**Exercise objective**:
Give back the records in full, with every line exactly as it was.

+--

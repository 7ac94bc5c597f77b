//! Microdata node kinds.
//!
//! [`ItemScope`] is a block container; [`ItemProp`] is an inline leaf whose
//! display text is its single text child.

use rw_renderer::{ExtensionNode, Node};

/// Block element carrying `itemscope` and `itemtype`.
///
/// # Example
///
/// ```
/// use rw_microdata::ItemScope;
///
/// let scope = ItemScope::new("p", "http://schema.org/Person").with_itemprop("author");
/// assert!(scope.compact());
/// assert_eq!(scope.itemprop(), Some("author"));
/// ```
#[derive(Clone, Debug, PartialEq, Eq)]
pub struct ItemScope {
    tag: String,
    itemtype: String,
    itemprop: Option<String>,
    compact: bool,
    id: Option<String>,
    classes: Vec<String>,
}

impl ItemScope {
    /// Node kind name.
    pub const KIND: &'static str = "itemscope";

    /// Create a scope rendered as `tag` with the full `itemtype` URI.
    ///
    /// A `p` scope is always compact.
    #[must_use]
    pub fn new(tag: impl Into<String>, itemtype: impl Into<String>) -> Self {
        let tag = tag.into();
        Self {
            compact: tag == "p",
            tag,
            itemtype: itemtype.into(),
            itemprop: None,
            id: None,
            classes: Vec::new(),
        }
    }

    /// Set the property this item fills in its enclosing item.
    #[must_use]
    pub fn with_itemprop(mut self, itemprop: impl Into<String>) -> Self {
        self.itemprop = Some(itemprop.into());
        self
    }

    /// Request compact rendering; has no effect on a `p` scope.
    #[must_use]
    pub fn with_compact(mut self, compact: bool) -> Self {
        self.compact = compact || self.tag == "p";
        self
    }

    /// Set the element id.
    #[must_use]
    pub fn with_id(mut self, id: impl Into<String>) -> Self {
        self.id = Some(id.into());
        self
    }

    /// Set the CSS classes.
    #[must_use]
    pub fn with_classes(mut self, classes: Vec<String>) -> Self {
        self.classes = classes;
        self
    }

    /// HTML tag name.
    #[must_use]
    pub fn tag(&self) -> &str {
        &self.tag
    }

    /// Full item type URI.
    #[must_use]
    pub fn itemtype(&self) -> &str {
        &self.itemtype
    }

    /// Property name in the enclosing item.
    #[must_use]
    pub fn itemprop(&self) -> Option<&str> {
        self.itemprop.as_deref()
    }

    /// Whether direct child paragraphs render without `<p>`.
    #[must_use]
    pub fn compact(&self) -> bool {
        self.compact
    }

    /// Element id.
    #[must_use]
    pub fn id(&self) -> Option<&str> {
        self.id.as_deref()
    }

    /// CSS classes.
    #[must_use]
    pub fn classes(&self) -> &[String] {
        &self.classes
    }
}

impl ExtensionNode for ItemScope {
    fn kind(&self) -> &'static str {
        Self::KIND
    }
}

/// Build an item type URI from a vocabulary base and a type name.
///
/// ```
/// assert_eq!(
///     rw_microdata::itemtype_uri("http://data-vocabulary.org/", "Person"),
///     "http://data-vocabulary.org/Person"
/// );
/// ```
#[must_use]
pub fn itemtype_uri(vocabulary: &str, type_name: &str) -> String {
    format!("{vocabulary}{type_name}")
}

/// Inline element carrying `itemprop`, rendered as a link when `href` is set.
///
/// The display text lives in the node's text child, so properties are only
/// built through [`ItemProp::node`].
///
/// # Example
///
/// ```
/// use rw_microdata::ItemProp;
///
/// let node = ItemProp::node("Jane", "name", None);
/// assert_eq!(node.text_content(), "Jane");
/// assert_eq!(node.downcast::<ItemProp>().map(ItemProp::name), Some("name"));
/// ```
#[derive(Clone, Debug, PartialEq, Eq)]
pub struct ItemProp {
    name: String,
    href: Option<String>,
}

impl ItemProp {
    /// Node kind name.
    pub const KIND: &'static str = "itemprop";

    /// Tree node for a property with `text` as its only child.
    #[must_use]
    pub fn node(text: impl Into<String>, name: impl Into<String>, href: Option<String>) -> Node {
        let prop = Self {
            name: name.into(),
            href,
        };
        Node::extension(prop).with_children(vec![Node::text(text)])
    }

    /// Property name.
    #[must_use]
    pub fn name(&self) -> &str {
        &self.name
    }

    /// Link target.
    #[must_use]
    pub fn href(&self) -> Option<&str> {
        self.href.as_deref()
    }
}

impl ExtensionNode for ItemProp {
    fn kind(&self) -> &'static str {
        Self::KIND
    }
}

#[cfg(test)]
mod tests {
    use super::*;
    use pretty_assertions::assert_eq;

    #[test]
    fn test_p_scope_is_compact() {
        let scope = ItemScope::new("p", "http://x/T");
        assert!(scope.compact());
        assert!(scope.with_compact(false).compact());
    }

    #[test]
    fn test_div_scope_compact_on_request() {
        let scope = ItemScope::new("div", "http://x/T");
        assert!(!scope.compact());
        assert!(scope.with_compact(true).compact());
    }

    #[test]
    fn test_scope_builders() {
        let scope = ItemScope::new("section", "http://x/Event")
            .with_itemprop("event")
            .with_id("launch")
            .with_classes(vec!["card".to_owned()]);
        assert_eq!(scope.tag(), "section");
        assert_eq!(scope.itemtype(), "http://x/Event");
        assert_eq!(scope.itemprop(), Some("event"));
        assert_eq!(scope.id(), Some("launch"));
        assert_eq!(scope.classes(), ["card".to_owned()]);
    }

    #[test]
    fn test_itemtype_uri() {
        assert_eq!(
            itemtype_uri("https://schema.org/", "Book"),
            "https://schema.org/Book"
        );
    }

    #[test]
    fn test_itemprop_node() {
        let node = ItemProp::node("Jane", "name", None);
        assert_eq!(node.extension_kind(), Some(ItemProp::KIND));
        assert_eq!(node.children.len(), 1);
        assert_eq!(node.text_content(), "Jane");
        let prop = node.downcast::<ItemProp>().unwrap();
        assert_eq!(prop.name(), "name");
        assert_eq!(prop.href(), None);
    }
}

+--

**Result**:
repository 7ac94bc5c597f77b
//! Microdata node kinds.
//!
//! [`ItemScope`] is a block container; [`ItemProp`] is an inline leaf whose
//! display text is its single text child.

use rw_renderer::{ExtensionNode, Node};

/// Block element carrying `itemscope` and `itemtype`.
///
/// # Example
///
/// ```
/// use rw_microdata::ItemScope;
///
/// let scope = ItemScope::new("p", "http://schema.org/Person").with_itemprop("author");
/// assert!(scope.compact());
/// assert_eq!(scope.itemprop(), Some("author"));
/// ```
#[derive(Clone, Debug, PartialEq, Eq)]
pub struct ItemScope {
    tag: String,
    itemtype: String,
    itemprop: Option<String>,
    compact: bool,
    id: Option<String>,
    classes: Vec<String>,
}

impl ItemScope {
    /// Node kind name.
    pub const KIND: &'static str = "itemscope";

    /// Create a scope rendered as `tag` with the full `itemtype` URI.
    ///
    /// A `p` scope is always compact.
    #[must_use]
    pub fn new(tag: impl Into<String>, itemtype: impl Into<String>) -> Self {
        let tag = tag.into();
        Self {
            compact: tag == "p",
            tag,
            itemtype: itemtype.into(),
            itemprop: None,
            id: None,
            classes: Vec::new(),
        }
    }

    /// Set the property this item fills in its enclosing item.
    #[must_use]
    pub fn with_itemprop(mut self, itemprop: impl Into<String>) -> Self {
        self.itemprop = Some(itemprop.into());
        self
    }

    /// Request compact rendering; has no effect on a `p` scope.
    #[must_use]
    pub fn with_compact(mut self, compact: bool) -> Self {
        self.compact = compact || self.tag == "p";
        self
    }

    /// Set the element id.
    #[must_use]
    pub fn with_id(mut self, id: impl Into<String>) -> Self {
        self.id = Some(id.into());
        self
    }

    /// Set the CSS classes.
    #[must_use]
    pub fn with_classes(mut self, classes: Vec<String>) -> Self {
        self.classes = classes;
        self
    }

    /// HTML tag name.
    #[must_use]
    pub fn tag(&self) -> &str {
        &self.tag
    }

    /// Full item type URI.
    #[must_use]
    pub fn itemtype(&self) -> &str {
        &self.itemtype
    }

    /// Property name in the enclosing item.
    #[must_use]
    pub fn itemprop(&self) -> Option<&str> {
        self.itemprop.as_deref()
    }

    /// Whether direct child paragraphs render without `<p>`.
    #[must_use]
    pub fn compact(&self) -> bool {
        self.compact
    }

    /// Element id.
    #[must_use]
    pub fn id(&self) -> Option<&str> {
        self.id.as_deref()
    }

    /// CSS classes.
    #[must_use]
    pub fn classes(&self) -> &[String] {
        &self.classes
    }
}

impl ExtensionNode for ItemScope {
    fn kind(&self) -> &'static str {
        Self::KIND
    }
}

/// Build an item type URI from a vocabulary base and a type name.
///
/// ```
/// assert_eq!(
///     rw_microdata::itemtype_uri("http://data-vocabulary.org/", "Person"),
///     "http://data-vocabulary.org/Person"
/// );
/// ```
#[must_use]
pub fn itemtype_uri(vocabulary: &str, type_name: &str) -> String {
    format!("{vocabulary}{type_name}")
}

/// Inline element carrying `itemprop`, rendered as a link when `href` is set.
///
/// The display text lives in the node's text child, so properties are only
/// built through [`ItemProp::node`].
///
/// # Example
///
/// ```
/// use rw_microdata::ItemProp;
///
/// let node = ItemProp::node("Jane", "name", None);
/// assert_eq!(node.text_content(), "Jane");
/// assert_eq!(node.downcast::<ItemProp>().map(ItemProp::name), Some("name"));
/// ```
#[derive(Clone, Debug, PartialEq, Eq)]
pub struct ItemProp {
    name: String,
    href: Option<String>,
}

impl ItemProp {
    /// Node kind name.
    pub const KIND: &'static str = "itemprop";

    /// Tree node for a property with `text` as its only child.
    #[must_use]
    pub fn node(text: impl Into<String>, name: impl Into<String>, href: Option<String>) -> Node {
        let prop = Self {
            name: name.into(),
            href,
        };
        Node::extension(prop).with_children(vec![Node::text(text)])
    }

    /// Property name.
    #[must_use]
    pub fn name(&self) -> &str {
        &self.name
    }

    /// Link target.
    #[must_use]
    pub fn href(&self) -> Option<&str> {
        self.href.as_deref()
    }
}

impl ExtensionNode for ItemProp {
    fn kind(&self) -> &'static str {
        Self::KIND
    }
}

#[cfg(test)]
mod tests {
    use super::*;
    use pretty_assertions::assert_eq;

    #[test]
    fn test_p_scope_is_compact() {
        let scope = ItemScope::new("p", "http://x/T");
        assert!(scope.compact());
        assert!(scope.with_compact(false).compact());
    }

    #[test]
    fn test_div_scope_compact_on_request() {
        let scope = ItemScope::new("div", "http://x/T");
        assert!(!scope.compact());
        assert!(scope.with_compact(true).compact());
    }

    #[test]
    fn test_scope_builders() {
        let scope = ItemScope::new("section", "http://x/Event")
            .with_itemprop("event")
            .with_id("launch")
            .with_classes(vec!["card".to_owned()]);
        assert_eq!(scope.tag(), "section");
        assert_eq!(scope.itemtype(), "http://x/Event");
        assert_eq!(scope.itemprop(), Some("event"));
        assert_eq!(scope.id(), Some("launch"));
        assert_eq!(scope.classes(), ["card".to_owned()]);
    }

    #[test]
    fn test_itemtype_uri() {
        assert_eq!(
            itemtype_uri("https://schema.org/", "Book"),
            "https://schema.org/Book"
        );
    }

    #[test]
    fn test_itemprop_node() {
        let node = ItemProp::node("Jane", "name", None);
        assert_eq!(node.extension_kind(), Some(ItemProp::KIND));
        assert_eq!(node.children.len(), 1);
        assert_eq!(node.text_content(), "Jane");
        let prop = node.downcast::<ItemProp>().unwrap();
        assert_eq!(prop.name(), "name");
        assert_eq!(prop.href(), None);
    }
}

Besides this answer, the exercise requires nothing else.